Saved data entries
● ● ● ●
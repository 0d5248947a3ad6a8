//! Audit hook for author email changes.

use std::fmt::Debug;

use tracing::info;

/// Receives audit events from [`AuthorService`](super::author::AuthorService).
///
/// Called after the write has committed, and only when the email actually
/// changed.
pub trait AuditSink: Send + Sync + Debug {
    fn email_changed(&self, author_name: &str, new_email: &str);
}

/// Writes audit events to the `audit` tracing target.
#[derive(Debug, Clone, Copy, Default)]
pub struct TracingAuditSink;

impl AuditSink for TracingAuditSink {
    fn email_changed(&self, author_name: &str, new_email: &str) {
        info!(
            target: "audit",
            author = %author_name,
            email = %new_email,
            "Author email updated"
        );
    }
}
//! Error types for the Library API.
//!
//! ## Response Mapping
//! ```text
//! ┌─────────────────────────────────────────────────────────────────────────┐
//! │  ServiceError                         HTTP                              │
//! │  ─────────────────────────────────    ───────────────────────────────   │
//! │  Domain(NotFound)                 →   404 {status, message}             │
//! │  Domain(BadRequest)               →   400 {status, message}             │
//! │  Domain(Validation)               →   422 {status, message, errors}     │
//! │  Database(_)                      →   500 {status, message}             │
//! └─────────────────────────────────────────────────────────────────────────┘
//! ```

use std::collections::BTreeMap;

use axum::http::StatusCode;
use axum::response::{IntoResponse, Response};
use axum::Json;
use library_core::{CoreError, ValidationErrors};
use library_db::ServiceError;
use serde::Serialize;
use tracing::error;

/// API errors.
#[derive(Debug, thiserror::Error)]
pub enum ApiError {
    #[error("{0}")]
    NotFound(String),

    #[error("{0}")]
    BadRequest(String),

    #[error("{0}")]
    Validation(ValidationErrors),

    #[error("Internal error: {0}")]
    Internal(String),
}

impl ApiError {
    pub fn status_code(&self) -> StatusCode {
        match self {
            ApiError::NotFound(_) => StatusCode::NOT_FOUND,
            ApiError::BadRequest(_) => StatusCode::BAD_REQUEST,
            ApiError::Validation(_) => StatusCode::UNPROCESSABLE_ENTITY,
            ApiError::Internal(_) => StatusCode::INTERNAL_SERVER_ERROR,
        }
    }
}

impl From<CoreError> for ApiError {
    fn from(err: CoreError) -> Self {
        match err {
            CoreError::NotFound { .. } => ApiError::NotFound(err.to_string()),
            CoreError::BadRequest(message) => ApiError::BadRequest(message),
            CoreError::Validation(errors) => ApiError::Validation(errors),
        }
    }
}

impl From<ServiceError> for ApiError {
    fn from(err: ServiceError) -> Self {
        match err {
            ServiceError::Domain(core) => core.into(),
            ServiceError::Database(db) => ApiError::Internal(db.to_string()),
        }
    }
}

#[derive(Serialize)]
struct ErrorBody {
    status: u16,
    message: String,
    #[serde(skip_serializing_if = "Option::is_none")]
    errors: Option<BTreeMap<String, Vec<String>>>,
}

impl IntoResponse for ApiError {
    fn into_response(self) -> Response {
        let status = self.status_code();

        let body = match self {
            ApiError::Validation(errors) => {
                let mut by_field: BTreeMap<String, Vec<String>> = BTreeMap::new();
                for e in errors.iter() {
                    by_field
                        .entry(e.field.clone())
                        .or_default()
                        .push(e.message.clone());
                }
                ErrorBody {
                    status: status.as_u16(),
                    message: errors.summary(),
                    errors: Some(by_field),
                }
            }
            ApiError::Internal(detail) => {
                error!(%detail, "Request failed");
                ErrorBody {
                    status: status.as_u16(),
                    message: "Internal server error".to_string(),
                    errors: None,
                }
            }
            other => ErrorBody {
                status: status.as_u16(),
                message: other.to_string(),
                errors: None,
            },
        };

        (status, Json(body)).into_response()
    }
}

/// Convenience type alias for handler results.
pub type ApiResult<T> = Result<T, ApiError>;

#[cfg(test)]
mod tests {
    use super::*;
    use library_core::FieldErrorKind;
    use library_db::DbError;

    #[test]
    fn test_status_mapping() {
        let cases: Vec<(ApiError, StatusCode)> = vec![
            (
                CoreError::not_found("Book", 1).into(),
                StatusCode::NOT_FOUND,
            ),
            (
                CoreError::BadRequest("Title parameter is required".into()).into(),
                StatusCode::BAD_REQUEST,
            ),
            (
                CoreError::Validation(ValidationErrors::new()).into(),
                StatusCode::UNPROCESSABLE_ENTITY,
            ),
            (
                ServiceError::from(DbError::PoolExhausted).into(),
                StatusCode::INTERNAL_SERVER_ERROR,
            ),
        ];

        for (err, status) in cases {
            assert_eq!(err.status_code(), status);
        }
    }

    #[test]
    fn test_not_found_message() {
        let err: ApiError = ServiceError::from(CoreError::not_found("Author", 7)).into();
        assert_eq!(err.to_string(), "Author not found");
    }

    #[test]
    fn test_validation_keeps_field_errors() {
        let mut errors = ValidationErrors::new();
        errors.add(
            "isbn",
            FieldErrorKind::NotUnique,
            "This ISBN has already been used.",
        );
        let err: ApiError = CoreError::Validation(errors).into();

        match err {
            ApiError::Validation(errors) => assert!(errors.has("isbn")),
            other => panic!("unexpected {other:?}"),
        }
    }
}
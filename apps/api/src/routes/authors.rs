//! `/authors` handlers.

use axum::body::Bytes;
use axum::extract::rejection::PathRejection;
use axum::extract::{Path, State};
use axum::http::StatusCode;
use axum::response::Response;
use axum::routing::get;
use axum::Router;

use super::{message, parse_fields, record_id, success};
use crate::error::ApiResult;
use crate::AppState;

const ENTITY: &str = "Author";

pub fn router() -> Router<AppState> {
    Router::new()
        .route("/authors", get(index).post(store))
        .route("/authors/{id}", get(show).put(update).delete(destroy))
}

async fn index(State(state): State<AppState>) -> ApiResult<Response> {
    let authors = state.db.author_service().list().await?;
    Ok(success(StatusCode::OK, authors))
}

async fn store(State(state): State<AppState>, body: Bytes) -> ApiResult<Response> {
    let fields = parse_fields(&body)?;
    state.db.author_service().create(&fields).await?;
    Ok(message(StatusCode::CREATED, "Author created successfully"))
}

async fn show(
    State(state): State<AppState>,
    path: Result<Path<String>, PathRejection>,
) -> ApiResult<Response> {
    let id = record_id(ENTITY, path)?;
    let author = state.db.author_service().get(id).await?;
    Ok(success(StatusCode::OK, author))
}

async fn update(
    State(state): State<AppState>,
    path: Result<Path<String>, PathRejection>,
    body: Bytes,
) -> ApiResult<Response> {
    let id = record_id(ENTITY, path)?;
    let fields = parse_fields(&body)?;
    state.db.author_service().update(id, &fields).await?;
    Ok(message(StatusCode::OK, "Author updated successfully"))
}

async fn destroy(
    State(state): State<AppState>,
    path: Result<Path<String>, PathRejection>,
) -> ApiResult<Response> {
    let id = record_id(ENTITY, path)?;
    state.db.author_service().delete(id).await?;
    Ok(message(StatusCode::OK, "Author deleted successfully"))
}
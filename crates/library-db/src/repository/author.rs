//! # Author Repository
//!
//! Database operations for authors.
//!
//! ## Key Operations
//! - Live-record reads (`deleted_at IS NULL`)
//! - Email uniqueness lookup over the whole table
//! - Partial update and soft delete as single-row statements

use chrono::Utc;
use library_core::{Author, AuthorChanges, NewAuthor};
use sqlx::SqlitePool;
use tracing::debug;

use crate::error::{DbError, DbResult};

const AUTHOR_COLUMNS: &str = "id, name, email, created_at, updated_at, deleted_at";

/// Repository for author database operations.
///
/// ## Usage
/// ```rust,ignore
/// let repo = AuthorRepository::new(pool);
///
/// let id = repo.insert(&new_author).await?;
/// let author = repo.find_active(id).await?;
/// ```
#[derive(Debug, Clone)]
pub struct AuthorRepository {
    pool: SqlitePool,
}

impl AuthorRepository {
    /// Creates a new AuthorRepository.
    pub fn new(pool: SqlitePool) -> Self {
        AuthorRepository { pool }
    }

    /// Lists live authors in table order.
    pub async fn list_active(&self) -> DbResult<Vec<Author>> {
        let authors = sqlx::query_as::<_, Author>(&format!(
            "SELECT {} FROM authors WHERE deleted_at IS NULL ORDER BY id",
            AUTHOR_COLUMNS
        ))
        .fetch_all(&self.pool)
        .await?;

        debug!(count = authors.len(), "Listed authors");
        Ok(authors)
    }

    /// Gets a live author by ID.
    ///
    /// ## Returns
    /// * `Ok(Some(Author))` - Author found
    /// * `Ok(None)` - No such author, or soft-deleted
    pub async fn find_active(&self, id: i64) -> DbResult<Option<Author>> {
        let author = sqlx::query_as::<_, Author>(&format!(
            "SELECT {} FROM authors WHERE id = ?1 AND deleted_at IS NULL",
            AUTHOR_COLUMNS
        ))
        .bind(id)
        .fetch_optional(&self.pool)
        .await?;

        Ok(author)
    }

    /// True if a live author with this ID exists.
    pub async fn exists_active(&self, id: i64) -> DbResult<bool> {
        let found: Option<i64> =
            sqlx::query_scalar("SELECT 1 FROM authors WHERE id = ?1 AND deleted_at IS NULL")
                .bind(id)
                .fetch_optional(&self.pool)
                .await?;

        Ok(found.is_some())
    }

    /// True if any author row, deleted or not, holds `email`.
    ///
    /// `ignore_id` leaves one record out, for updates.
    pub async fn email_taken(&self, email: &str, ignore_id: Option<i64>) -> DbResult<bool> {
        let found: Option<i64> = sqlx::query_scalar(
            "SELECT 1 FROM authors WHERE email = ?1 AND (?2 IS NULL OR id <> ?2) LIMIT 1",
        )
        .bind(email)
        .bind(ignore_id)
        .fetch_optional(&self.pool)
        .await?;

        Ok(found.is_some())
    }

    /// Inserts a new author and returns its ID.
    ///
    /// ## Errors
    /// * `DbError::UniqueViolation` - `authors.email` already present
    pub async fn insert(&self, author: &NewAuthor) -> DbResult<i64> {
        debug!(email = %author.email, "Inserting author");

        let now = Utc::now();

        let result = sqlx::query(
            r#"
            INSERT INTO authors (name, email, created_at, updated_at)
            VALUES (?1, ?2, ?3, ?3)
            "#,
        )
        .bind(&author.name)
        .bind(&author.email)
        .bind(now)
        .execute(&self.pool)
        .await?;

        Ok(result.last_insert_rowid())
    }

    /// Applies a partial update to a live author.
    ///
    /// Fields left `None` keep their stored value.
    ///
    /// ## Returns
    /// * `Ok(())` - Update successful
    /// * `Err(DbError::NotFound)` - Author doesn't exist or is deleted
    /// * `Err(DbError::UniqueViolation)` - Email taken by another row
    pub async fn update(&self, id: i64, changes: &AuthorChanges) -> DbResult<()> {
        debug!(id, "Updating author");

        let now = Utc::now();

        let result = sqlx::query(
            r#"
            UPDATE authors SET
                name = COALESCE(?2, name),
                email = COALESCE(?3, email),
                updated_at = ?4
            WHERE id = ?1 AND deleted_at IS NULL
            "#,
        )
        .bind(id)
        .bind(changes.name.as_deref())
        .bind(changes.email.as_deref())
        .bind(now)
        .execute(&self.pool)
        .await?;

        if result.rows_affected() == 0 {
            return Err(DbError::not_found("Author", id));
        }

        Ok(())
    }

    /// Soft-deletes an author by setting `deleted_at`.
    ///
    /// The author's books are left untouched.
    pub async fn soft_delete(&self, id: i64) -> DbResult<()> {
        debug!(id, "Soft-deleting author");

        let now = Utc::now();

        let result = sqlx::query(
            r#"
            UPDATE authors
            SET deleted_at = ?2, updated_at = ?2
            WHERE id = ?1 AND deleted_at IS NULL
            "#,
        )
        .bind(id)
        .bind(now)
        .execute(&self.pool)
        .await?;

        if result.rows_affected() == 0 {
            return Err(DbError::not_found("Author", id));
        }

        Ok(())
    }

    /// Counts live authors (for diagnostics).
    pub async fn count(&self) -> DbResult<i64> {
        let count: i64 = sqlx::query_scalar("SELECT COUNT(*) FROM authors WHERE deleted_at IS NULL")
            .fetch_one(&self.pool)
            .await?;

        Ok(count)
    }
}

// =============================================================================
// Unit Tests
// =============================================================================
● ● ● ●
*Goal of the exercise:*
State only the number of lines above that contain the word "AppState".

*Task response:*
7